Projetos do Instituto como o Novos Cielos trazem conceitos inovadores para a natação brasileira

O trabalho do Instituto Cesar Cielo teve início em 2010, com a formatação e o início do trabalho de captação de recursos de um projeto de desenvolvimento de crianças e jovens cidadãos pelo esporte, o Novos Cielos.

O Novos Cielos começou a ser desenvolvido a partir de três núcleos no Estado de São Paulo – Santa Bárbara D’Oeste, Limeira e São Paulo – que já realizavam bons trabalhos na natação, esporte muito praticado no País, voltados para crianças e jovens.

O objetivo do Novos Cielos é apoiar talentos da natação, com treinamento para crianças e adolescentes de 6 a 18 anos e participação em competições, a partir de parcerias com polos de vocação formadora, como a Associação dos Nadadores e Esportistas de Limeira (ANEL), o Centro Olímpico de Treinamento e Pesquisa (COTP), da Prefeitura de São Paulo, e o Esporte Clube Barbarense/Unimed.

O Instituto também atuou com a elite, com o Projeto Rumo ao Ouro em 2016, o PRO 16, que rendeu duas medalhas olímpicas ao Brasil nos Jogos de Londres/2012. Do programa de treinamento, atuante entre 2010 e 2012, saíram as duas medalhas olímpicas da natação brasileira (prata, com Thiago Pereira, nos 400 m medley, e bronze, com Cesar Cielo, nos 50 m livre) e o ouro de Nicholas Santos nos 50 m borboleta no Mundial em Piscina Curta de Istambul, em 2012.

O primeiro torneio: lembrança para sempre

Em dezembro de 2012, o Novos Cielos realizou seu primeiro torneio, no Esporte Clube Barbarense, onde Cesar Cielo começou a nadar e a competir, ainda menino. Participaram 200 nadadores de 6 a 14 anos, nas categorias pré-mirim, mirim 1 e 2, petiz 1 e 2, infantil 1 e 2, com disputas dos 25 metros e 50 metros livre, com eliminatórias, finais e premiação.
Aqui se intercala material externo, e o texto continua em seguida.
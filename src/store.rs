use std::collections::BTreeMap;
use std::path::{Path, PathBuf};

use uuid::Uuid;

use crate::config::SlateConfig;
use crate::core::task::Task;

#[derive(Debug, thiserror::Error)]
pub enum StoreError {
    #[error("task store I/O failed: {0}")]
    Io(#[from] std::io::Error),
    #[error("task store is corrupt: {0}")]
    Corrupt(#[from] serde_json::Error),
}

/// Durable task store: one JSON document on disk, keyed by task id.
/// Every write rewrites the whole document; callers see synchronous,
/// blocking semantics.
pub struct TaskStore {
    path: PathBuf,
}

impl TaskStore {
    pub fn new(path: impl Into<PathBuf>) -> Self {
        Self { path: path.into() }
    }

    pub fn open(config: &SlateConfig) -> Self {
        Self::new(config.tasks_path())
    }

    pub fn path(&self) -> &Path {
        &self.path
    }

    /// Every persisted task, in no guaranteed order. A missing store file
    /// is an empty store, not an error.
    pub fn load_all(&self) -> Result<Vec<Task>, StoreError> {
        Ok(self.read_map()?.into_values().collect())
    }

    /// Upsert a single task under its id.
    pub fn save(&self, task: &Task) -> Result<(), StoreError> {
        let mut map = self.read_map()?;
        map.insert(task.id, task.clone());
        self.write_map(&map)
    }

    /// Remove a task by id. Deleting an id that is already absent is a no-op.
    pub fn delete(&self, id: Uuid) -> Result<(), StoreError> {
        let mut map = self.read_map()?;
        if map.remove(&id).is_none() {
            log::debug!("Delete of absent task {} ignored", id);
            return Ok(());
        }
        self.write_map(&map)
    }

    fn read_map(&self) -> Result<BTreeMap<Uuid, Task>, StoreError> {
        let content = match std::fs::read_to_string(&self.path) {
            Ok(content) => content,
            Err(e) if e.kind() == std::io::ErrorKind::NotFound => return Ok(BTreeMap::new()),
            Err(e) => return Err(e.into()),
        };
        if content.trim().is_empty() {
            return Ok(BTreeMap::new());
        }
        Ok(serde_json::from_str(&content)?)
    }

    fn write_map(&self, map: &BTreeMap<Uuid, Task>) -> Result<(), StoreError> {
        let content = serde_json::to_string_pretty(map)?;
        std::fs::write(&self.path, content)?;
        Ok(())
    }
}

#[cfg(test)]
mod tests {
    use super::*;
    use chrono::NaiveDate;

    fn scratch_store() -> (PathBuf, TaskStore) {
        let dir = std::env::temp_dir().join(format!("slate-store-{}", Uuid::new_v4()));
        std::fs::create_dir_all(&dir).unwrap();
        let store = TaskStore::new(dir.join("tasks.json"));
        (dir, store)
    }

    #[test]
    fn missing_file_is_empty_store() {
        let (dir, store) = scratch_store();
        assert!(store.load_all().unwrap().is_empty());
        std::fs::remove_dir_all(dir).unwrap();
    }

    #[test]
    fn save_then_load_roundtrip() {
        let (dir, store) = scratch_store();
        let due = NaiveDate::from_ymd_opt(2026, 9, 1)
            .unwrap()
            .and_hms_opt(12, 0, 0)
            .unwrap();
        let task = Task::new("Buy milk", "2%", Some(due));
        store.save(&task).unwrap();

        let loaded = store.load_all().unwrap();
        assert_eq!(loaded.len(), 1);
        assert_eq!(loaded[0].id, task.id);
        assert_eq!(loaded[0].title.as_deref(), Some("Buy milk"));
        assert_eq!(loaded[0].due_date, Some(due));
        std::fs::remove_dir_all(dir).unwrap();
    }

    #[test]
    fn save_upserts_by_id() {
        let (dir, store) = scratch_store();
        let mut task = Task::new("Draft", "v1", None);
        store.save(&task).unwrap();
        task.details = Some("v2".to_string());
        store.save(&task).unwrap();

        let loaded = store.load_all().unwrap();
        assert_eq!(loaded.len(), 1);
        assert_eq!(loaded[0].details.as_deref(), Some("v2"));
        std::fs::remove_dir_all(dir).unwrap();
    }

    #[test]
    fn delete_removes_and_absent_is_noop() {
        let (dir, store) = scratch_store();
        let task = Task::new("Gone soon", "bye", None);
        store.save(&task).unwrap();

        store.delete(task.id).unwrap();
        assert!(store.load_all().unwrap().is_empty());

        // Double delete must not error.
        store.delete(task.id).unwrap();
        store.delete(Uuid::new_v4()).unwrap();
        std::fs::remove_dir_all(dir).unwrap();
    }

    #[test]
    fn corrupt_file_is_reported() {
        let (dir, store) = scratch_store();
        std::fs::write(store.path(), "not json").unwrap();
        assert!(matches!(store.load_all(), Err(StoreError::Corrupt(_))));
        std::fs::remove_dir_all(dir).unwrap();
    }
}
“É um sonho que eu tinha desde que comecei a me destacar na natação. Eu admiro o trabalho que o Guga (o tricampeão de Roland Garros, Gustavo Kuerten) faz no tênis. Nos Estados Unidos, onde nadei por um tempo, é comum os atletas terem projetos sociais e eles são parte do que eu quero para minha carreira”, disse Cielo, sobre o projeto.  “Para uma criança, disputar um torneio, o primeiro para muitas delas, é uma lembrança que nunca acaba, vai ficar na memória das crianças e dos pais. O principal é dar de volta um pouco de tudo o que recebi”, afirmou, sobre o I Torneio Novos Cielos.